[WHAT NEEDS TO BE DONE]
Exactly as written, output each record given below.

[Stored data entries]
%%
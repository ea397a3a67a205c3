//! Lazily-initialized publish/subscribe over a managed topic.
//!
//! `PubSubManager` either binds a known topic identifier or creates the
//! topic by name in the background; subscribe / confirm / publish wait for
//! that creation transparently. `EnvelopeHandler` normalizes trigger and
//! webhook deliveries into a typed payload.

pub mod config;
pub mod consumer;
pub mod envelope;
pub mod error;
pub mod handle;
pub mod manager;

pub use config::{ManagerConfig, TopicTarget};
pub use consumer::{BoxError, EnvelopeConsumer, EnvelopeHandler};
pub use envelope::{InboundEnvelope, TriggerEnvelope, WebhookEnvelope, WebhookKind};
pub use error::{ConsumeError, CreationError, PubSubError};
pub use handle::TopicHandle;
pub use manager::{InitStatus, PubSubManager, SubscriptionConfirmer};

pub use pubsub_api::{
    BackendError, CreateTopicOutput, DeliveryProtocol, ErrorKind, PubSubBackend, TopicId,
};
%%
[TASK RESULT]
repository ea397a3a67a205c3
//! Lazily-initialized publish/subscribe over a managed topic.
//!
//! `PubSubManager` either binds a known topic identifier or creates the
//! topic by name in the background; subscribe / confirm / publish wait for
//! that creation transparently. `EnvelopeHandler` normalizes trigger and
//! webhook deliveries into a typed payload.

pub mod config;
pub mod consumer;
pub mod envelope;
pub mod error;
pub mod handle;
pub mod manager;

pub use config::{ManagerConfig, TopicTarget};
pub use consumer::{BoxError, EnvelopeConsumer, EnvelopeHandler};
pub use envelope::{InboundEnvelope, TriggerEnvelope, WebhookEnvelope, WebhookKind};
pub use error::{ConsumeError, CreationError, PubSubError};
pub use handle::TopicHandle;
pub use manager::{InitStatus, PubSubManager, SubscriptionConfirmer};

pub use pubsub_api::{
    BackendError, CreateTopicOutput, DeliveryProtocol, ErrorKind, PubSubBackend, TopicId,
};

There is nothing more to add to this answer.